Records from a data source
=== Begin Enclosure ===

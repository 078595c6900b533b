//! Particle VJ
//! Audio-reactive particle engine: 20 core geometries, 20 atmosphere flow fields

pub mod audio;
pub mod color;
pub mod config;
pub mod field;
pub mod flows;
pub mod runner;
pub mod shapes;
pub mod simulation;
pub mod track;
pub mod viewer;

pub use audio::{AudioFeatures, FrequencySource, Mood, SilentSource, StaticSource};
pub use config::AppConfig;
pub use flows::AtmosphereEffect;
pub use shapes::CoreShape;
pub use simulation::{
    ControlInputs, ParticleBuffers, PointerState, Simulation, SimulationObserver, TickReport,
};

=== End Enclosure ===
=== Begin Enclosure ===

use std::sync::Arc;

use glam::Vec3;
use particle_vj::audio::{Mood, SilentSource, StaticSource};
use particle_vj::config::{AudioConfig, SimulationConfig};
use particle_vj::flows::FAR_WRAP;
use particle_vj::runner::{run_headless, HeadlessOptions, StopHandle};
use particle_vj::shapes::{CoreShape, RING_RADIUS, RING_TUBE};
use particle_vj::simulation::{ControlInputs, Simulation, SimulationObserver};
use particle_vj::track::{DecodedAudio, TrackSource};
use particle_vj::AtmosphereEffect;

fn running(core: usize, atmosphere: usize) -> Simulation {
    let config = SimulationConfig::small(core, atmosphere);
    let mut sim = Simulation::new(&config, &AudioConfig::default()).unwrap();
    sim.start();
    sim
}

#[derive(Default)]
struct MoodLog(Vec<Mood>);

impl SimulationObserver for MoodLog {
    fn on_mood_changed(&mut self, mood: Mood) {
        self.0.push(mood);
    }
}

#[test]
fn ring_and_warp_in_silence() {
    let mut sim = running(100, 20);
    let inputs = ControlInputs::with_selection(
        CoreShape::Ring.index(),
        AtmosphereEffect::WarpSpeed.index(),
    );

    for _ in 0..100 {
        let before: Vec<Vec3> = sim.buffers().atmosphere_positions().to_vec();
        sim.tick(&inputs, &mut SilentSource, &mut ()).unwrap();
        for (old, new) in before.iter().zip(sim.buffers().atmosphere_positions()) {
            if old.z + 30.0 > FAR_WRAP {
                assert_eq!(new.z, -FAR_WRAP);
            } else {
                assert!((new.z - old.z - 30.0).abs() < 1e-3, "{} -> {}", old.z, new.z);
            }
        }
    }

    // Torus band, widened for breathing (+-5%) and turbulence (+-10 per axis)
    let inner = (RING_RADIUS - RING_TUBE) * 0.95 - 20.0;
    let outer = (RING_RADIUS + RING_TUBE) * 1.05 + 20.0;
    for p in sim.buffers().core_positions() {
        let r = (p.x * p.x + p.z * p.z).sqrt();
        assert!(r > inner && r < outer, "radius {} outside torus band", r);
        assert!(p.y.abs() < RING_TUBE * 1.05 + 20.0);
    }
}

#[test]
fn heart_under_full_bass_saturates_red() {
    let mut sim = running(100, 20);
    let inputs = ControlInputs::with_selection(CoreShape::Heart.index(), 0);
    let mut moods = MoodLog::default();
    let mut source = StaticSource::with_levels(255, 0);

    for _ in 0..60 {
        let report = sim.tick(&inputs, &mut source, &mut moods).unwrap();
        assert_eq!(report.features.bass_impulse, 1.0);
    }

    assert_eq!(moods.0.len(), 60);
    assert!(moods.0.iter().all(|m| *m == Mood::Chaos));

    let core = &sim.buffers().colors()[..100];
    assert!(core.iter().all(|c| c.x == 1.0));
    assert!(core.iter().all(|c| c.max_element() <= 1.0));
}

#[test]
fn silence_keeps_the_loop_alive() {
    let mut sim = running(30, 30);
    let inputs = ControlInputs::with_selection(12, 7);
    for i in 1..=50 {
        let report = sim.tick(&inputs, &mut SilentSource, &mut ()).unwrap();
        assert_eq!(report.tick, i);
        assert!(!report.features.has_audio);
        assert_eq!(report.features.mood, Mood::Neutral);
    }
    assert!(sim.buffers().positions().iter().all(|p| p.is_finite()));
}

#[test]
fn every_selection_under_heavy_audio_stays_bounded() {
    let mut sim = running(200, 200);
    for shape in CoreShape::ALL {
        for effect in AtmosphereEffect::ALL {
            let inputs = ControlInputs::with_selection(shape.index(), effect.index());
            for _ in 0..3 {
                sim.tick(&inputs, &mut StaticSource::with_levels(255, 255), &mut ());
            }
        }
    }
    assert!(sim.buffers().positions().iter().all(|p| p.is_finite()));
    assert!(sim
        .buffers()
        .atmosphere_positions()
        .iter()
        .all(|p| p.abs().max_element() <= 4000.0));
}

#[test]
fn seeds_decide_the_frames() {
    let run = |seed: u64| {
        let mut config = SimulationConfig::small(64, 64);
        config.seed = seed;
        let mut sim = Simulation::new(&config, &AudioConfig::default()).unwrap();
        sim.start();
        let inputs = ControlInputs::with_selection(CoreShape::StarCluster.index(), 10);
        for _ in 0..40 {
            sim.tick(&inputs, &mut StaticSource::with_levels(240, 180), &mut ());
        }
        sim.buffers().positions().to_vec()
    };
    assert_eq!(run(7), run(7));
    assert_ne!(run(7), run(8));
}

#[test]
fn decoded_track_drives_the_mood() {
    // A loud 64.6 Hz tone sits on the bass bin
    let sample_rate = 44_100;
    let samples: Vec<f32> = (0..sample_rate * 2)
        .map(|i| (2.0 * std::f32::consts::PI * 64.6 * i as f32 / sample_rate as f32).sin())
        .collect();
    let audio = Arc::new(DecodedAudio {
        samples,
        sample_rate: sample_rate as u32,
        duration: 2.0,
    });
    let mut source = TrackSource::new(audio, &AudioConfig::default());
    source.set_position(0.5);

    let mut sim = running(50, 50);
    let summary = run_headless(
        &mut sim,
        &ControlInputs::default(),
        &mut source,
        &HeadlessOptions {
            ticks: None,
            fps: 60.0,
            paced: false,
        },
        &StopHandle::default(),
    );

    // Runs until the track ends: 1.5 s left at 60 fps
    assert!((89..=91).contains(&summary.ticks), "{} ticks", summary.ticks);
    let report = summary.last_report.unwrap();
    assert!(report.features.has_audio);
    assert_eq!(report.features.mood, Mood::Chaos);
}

=== End Enclosure ===

> **YOUR TASK**
Copy out the lines above with "AtmosphereEffect" in them.

> **RESULT**
pub use flows::AtmosphereEffect;
use particle_vj::AtmosphereEffect;
        AtmosphereEffect::WarpSpeed.index(),
        for effect in AtmosphereEffect::ALL {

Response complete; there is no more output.